Come ha sottolineato con forza il messaggio dei vescovi, "se Cristo venne venduto per trenta denari, il nostro popolo è stato sacrificato per qualche barile di petrolio. Il prolungarsi della guerra aumenterà la frammentazione del Sudan, le divisioni tribali e l'istintiva ricerca individuale di cibo, denaro e sicurezza, e provocherà un ulteriore aumento degli sfollati interni. Presumibilmente questa situazione è sfruttata e perpetuata da coloro che hanno optato per una soluzione militare", cioè il governo islamico di Khartoum.

Potrebbe avere una qualche autorevolezza l'Agenzia intergovernativa per lo sviluppo, la cui Dichiarazione di principio approvata nel 1994 costituisce per i pastori sudanesi l'unica soluzione possibile per il Sudan e "che con la sua mediazione era giunta alla proposta che il sud del Sudan potesse decidere tramite un referendum sulla propria forma di governo e di rapporto con il Nord. Ma anche questo appare essere un tavolo in cui gli interlocutori mutano di posto senza che in realtà cambi nulla. D'altra parte anche lo stesso Esercito per la liberazione del popolo del Sud (SPLA) fa parte di questo gioco. Così come nulla è stato fatto a livello internazionale per modificare questa situazione". Realisticamente, per mons. Adwok, "occorrerebbe la volontà politica della comunità internazionale d'intervenire per sistemare la situazione, mentre per ora anch'essa fa parte del gioco del governo. Pertanto ritengo che attualmente non si giungerà a nessuna soluzione duratura per il popolo del Sudan".

1 Una delegazione di cattolici vescovi sudafricani, guidati dall'arcivescovo di Durban, Wilfred Napier, ha visitato Khartoum e alcune diocesi del Sud dal 20 al 31 marzo scorso. Al termine della visita ha stilato un rapporto nel quale si denunciano le "innumerevoli ingiustizie" che i cristiani sudanesi sono costretti quotidianamente a subire.

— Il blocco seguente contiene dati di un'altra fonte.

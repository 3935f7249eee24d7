//! The version registry: named pointers into the commit graph.
//!
//! A [`Version`] is a branch-like pointer: `commit_id` is the committed tip
//! and `working_commit_id` points to the always-present working change set
//! accumulating mutations since the last checkpoint. Versions may inherit
//! from one another, forming a forest: a version without an own value for an
//! entity sees the nearest ancestor's value.
//!
//! One distinguished version, the *global* version, has no parent and
//! records every mutation to the registry itself (version pointers, commit
//! and change-set creation) as ordinary committed changes.

use indexmap::IndexMap;
use smol_str::SmolStr;
use thiserror::Error;

use crate::ids::{CommitId, VersionId};

/// Id of the global version, created when the store is initialized.
pub const GLOBAL_VERSION_ID: &str = "global";

/// A named, possibly-inheriting pointer into the commit graph.
#[derive(Clone, Debug, PartialEq, Eq, serde::Serialize, serde::Deserialize)]
pub struct Version {
    /// Unique id of the version.
    pub id: VersionId,
    /// Human-readable name.
    pub name: SmolStr,
    /// The current committed tip.
    pub commit_id: CommitId,
    /// The commit owning the working change set.
    pub working_commit_id: CommitId,
    /// The version this one inherits unshadowed state from, if any.
    pub inherits_from_version_id: Option<VersionId>,
}

impl Version {
    /// Whether this is the global version.
    pub fn is_global(&self) -> bool {
        self.id.as_str() == GLOBAL_VERSION_ID
    }
}

/// An error raised when mutating or querying the version registry.
#[derive(Debug, Clone, Error, PartialEq, Eq)]
#[non_exhaustive]
pub enum VersionError {
    /// The referenced version does not exist.
    #[error("unknown version: {0}")]
    UnknownVersion(VersionId),

    /// A version with this id already exists.
    #[error("duplicate version: {0}")]
    DuplicateVersion(VersionId),

    /// Inserting the version would create an inheritance cycle.
    #[error("version {0} would inherit from itself")]
    InheritanceCycle(VersionId),
}

/// The registry of all versions of a store.
#[derive(Clone, Debug, Default)]
pub struct VersionRegistry {
    versions: IndexMap<VersionId, Version>,
}

impl VersionRegistry {
    /// Create an empty registry.
    pub fn new() -> Self {
        Self::default()
    }

    /// Check if `version_id` exists.
    pub fn contains(&self, version_id: &VersionId) -> bool {
        self.versions.contains_key(version_id)
    }

    /// Get the version with id `version_id`.
    pub fn get(&self, version_id: &VersionId) -> Result<&Version, VersionError> {
        self.versions
            .get(version_id)
            .ok_or_else(|| VersionError::UnknownVersion(version_id.clone()))
    }

    /// Insert a new version.
    ///
    /// Rejects duplicate ids and inheritance cycles. Cycles are checked at
    /// creation time; `inherits_from_version_id` is never reassigned
    /// afterwards, so the forest stays acyclic for the lifetime of the
    /// registry.
    pub fn insert(&mut self, version: Version) -> Result<(), VersionError> {
        if self.versions.contains_key(&version.id) {
            return Err(VersionError::DuplicateVersion(version.id));
        }
        if let Some(parent) = &version.inherits_from_version_id {
            if *parent == version.id {
                return Err(VersionError::InheritanceCycle(version.id));
            }
            // The parent chain must exist and must not lead back to the new id.
            for ancestor in self.inheritance_chain(parent) {
                let ancestor = ancestor?;
                if ancestor.id == version.id {
                    return Err(VersionError::InheritanceCycle(version.id));
                }
            }
        }
        self.versions.insert(version.id.clone(), version);
        Ok(())
    }

    /// Move the committed tip of `version_id` to `commit_id`.
    pub fn set_commit(
        &mut self,
        version_id: &VersionId,
        commit_id: CommitId,
    ) -> Result<(), VersionError> {
        let version = self
            .versions
            .get_mut(version_id)
            .ok_or_else(|| VersionError::UnknownVersion(version_id.clone()))?;
        version.commit_id = commit_id;
        Ok(())
    }

    /// Iterate over the inheritance chain of `version_id`, starting at the
    /// version itself and walking towards the root of the forest.
    ///
    /// A registry corrupted into a cycle terminates the walk at the first
    /// revisited version instead of looping.
    pub fn inheritance_chain<'r>(
        &'r self,
        version_id: &VersionId,
    ) -> impl Iterator<Item = Result<&'r Version, VersionError>> + 'r {
        let mut next = Some(version_id.clone());
        let mut seen: Vec<VersionId> = Vec::new();
        std::iter::from_fn(move || {
            let id = next.take()?;
            if seen.contains(&id) {
                return None;
            }
            seen.push(id.clone());
            match self.get(&id) {
                Ok(version) => {
                    next = version.inherits_from_version_id.clone();
                    Some(Ok(version))
                }
                Err(err) => Some(Err(err)),
            }
        })
    }

    /// The ancestors of `version_id` in nearest-first order, excluding the
    /// version itself.
    pub fn ancestors<'r>(
        &'r self,
        version_id: &VersionId,
    ) -> impl Iterator<Item = Result<&'r Version, VersionError>> + 'r {
        self.inheritance_chain(version_id).skip(1)
    }

    /// Iterate over all versions in insertion order.
    pub fn all_versions(&self) -> impl Iterator<Item = &Version> + '_ {
        self.versions.values()
    }
}
//! Orchestrator error types.

use uuid::Uuid;

use aegis_risk::Verdict;

/// Errors surfaced by the orchestrator's public API.
///
/// Most pipeline outcomes are in-band [`crate::response::Response`]
/// values; these errors cover the session boundary and execution
/// refusals.
#[derive(Debug, thiserror::Error)]
pub enum BrainError {
    /// The session does not exist or was evicted by retention.
    #[error("unknown session: {id}")]
    UnknownSession { id: Uuid },

    /// The risk evaluator forbids this command.  No execution is created.
    #[error("command blocked: {}", verdict.reason)]
    RiskBlocked { verdict: Verdict },

    /// The verdict requires explicit confirmation and none was given.
    #[error("confirmation required: {}", verdict.reason)]
    ConfirmationRequired { verdict: Verdict },

    /// Session store failure other than an unknown session.
    #[error(transparent)]
    Store(aegis_store::StoreError),

    /// Executor API failure.
    #[error(transparent)]
    Exec(#[from] aegis_exec::ExecError),
}

impl From<aegis_store::StoreError> for BrainError {
    fn from(e: aegis_store::StoreError) -> Self {
        match e {
            aegis_store::StoreError::UnknownSession { id } => Self::UnknownSession { id },
            other => Self::Store(other),
        }
    }
}

/// Convenience alias used throughout the orchestrator crate.
pub type Result<T> = std::result::Result<T, BrainError>;
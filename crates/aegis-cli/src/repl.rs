//! Subcommand: `aegis run` — interactive session.
//!
//! Reads requests line by line, renders responses, and for command
//! previews offers execution with streamed output.  Blocked commands are
//! never offered; confirm-level commands require an explicit yes.

use std::io::{self, Write as _};

use anyhow::Result;
use tracing::info;

use aegis_brain::{Brain, BrainError, CommandView, Response};
use aegis_exec::{ExecEvent, ExecutionMode, StreamKind};
use aegis_registry::{RiskAction, Role};
use aegis_store::WorkMode;

/// Run the interactive loop until EOF or `exit`.
pub async fn cmd_run(brain: Brain, role: Role, mode: WorkMode) -> Result<()> {
    let session = brain.create_session(role, mode).await?;
    info!(session_id = %session.id, role = %role, mode = %mode, "session started");

    println!("aegis — {role} / {mode} session {}", session.id);
    println!("Type a request, /help for builtins, or `exit` to quit.\n");

    let stdin = io::stdin();
    loop {
        print!("aegis> ");
        io::stdout().flush()?;

        let mut line = String::new();
        if stdin.read_line(&mut line)? == 0 {
            break; // EOF
        }
        let line = line.trim();
        if line.is_empty() {
            continue;
        }
        if line == "exit" || line == "quit" {
            break;
        }

        match brain.process(session.id, line).await {
            Ok(response) => render(&brain, session.id, response).await?,
            Err(e) => eprintln!("error: {e}"),
        }
    }

    println!("session {} closed", session.id);
    Ok(())
}

async fn render(brain: &Brain, session_id: uuid::Uuid, response: Response) -> Result<()> {
    match response {
        Response::Conversation { message } | Response::Explanation { message } => {
            println!("{message}\n");
        }
        Response::Plan { plan } => {
            println!("plan: {}", plan.goal);
            for step in &plan.steps {
                println!("  {}. {} -> `{}`", step.n, step.description, step.tool_request);
            }
            println!("Approve a step by submitting its request.\n");
        }
        Response::Error { error, code } => {
            match code {
                Some(code) => eprintln!("[{code}] {error}\n"),
                None => eprintln!("{error}\n"),
            }
        }
        Response::Command(view) => {
            render_command(brain, session_id, view).await?;
        }
    }
    Ok(())
}

async fn render_command(brain: &Brain, session_id: uuid::Uuid, view: CommandView) -> Result<()> {
    println!("tool: {}", view.tool_name);
    println!("command: {}", shell_quote(&view.argv));
    if !view.explanation.is_empty() {
        println!("explanation: {}", view.explanation);
    }
    println!(
        "risk: {} ({}) — {}",
        view.risk.level, view.risk.action, view.risk.reason
    );
    for alternative in &view.risk.alternatives {
        println!("  alternative: {alternative}");
    }

    if !view.suggestions.is_empty() {
        for (i, suggestion) in view.suggestions.iter().enumerate() {
            println!(
                "  {}. {} — {}",
                i + 1,
                shell_quote(&suggestion.argv),
                suggestion.explanation
            );
        }
        println!();
        return Ok(());
    }

    if let Some(execution_id) = view.execution_id {
        // Quick mode already started it; attach to the stream.
        let events = brain.subscribe_execution(execution_id)?;
        stream_events(brain, execution_id, events).await;
        return Ok(());
    }

    match view.risk.action {
        RiskAction::Block => {
            println!("execution blocked\n");
            return Ok(());
        }
        RiskAction::Allow | RiskAction::Warn => {
            if !confirm("execute? [y/N] ")? {
                println!();
                return Ok(());
            }
        }
        RiskAction::RequireConfirm => {
            if !confirm("this command requires confirmation — execute? [y/N] ")? {
                println!();
                return Ok(());
            }
        }
    }

    match brain
        .execute(session_id, view.argv, true, ExecutionMode::Background)
        .await
    {
        Ok(handle) => stream_events(brain, handle.execution_id, handle.events).await,
        Err(e @ (BrainError::RiskBlocked { .. } | BrainError::ConfirmationRequired { .. })) => {
            eprintln!("refused: {e}\n");
        }
        Err(e) => eprintln!("error: {e}\n"),
    }

    Ok(())
}

/// Print execution events as they arrive until the stream completes.
///
/// A subscription taken after the execution finished would never see its
/// `Complete` event, so an idle stream falls back to the snapshot.
async fn stream_events(
    brain: &Brain,
    execution_id: uuid::Uuid,
    mut events: tokio::sync::broadcast::Receiver<ExecEvent>,
) {
    loop {
        let event = tokio::time::timeout(std::time::Duration::from_millis(500), events.recv()).await;
        match event {
            Ok(Ok(ExecEvent::Output { stream, chunk })) => {
                let text = String::from_utf8_lossy(&chunk);
                match stream {
                    StreamKind::Out => print!("{text}"),
                    StreamKind::Err => eprint!("{text}"),
                }
                let _ = io::stdout().flush();
            }
            Ok(Ok(ExecEvent::Status { status })) => {
                info!(status = %status, "execution status");
            }
            Ok(Ok(ExecEvent::Complete {
                return_code,
                failure,
            })) => {
                match failure {
                    Some(failure) => println!("\n[exit {return_code:?}: {failure:?}]\n"),
                    None => println!("\n[exit {}]\n", return_code.unwrap_or(-1)),
                }
                return;
            }
            Ok(Err(_)) => return,
            Err(_elapsed) => {
                if let Ok(snapshot) = brain.execution(execution_id) {
                    if snapshot.status.is_terminal() {
                        println!(
                            "\n[{} exit {}]\n",
                            snapshot.status,
                            snapshot.return_code.unwrap_or(-1)
                        );
                        return;
                    }
                }
            }
        }
    }
}

fn confirm(prompt: &str) -> Result<bool> {
    print!("{prompt}");
    io::stdout().flush()?;
    let mut answer = String::new();
    io::stdin().read_line(&mut answer)?;
    Ok(matches!(answer.trim(), "y" | "Y" | "yes"))
}

/// Render an argv for display only; execution never goes through a shell.
fn shell_quote(argv: &[String]) -> String {
    argv.iter()
        .map(|a| {
            if a.chars().any(char::is_whitespace) {
                format!("'{a}'")
            } else {
                a.clone()
            }
        })
        .collect::<Vec<_>>()
        .join(" ")
}

#[cfg(test)]
mod tests {
    use super::*;

    #[test]
    fn shell_quote_spaces_only() {
        let argv = vec!["echo".to_string(), "hello there".to_string()];
        assert_eq!(shell_quote(&argv), "echo 'hello there'");
        assert_eq!(shell_quote(&["nmap".to_string()]), "nmap");
    }
}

2 È il caso dei due sacerdoti arrestati nel luglio 1998, H. Boma e L. Sebit, e rilasciati nel dicembre 1999 assieme ad altre 21 persone: cinque di queste sono morte a seguito delle torture subite in carcere; ma anche di un aspirante missionario messicano in Sudan per un periodo di studio, A. Gonzalez, sequestrato e torturato il 7 luglio scorso dalla polizia segreta e poi rilasciato.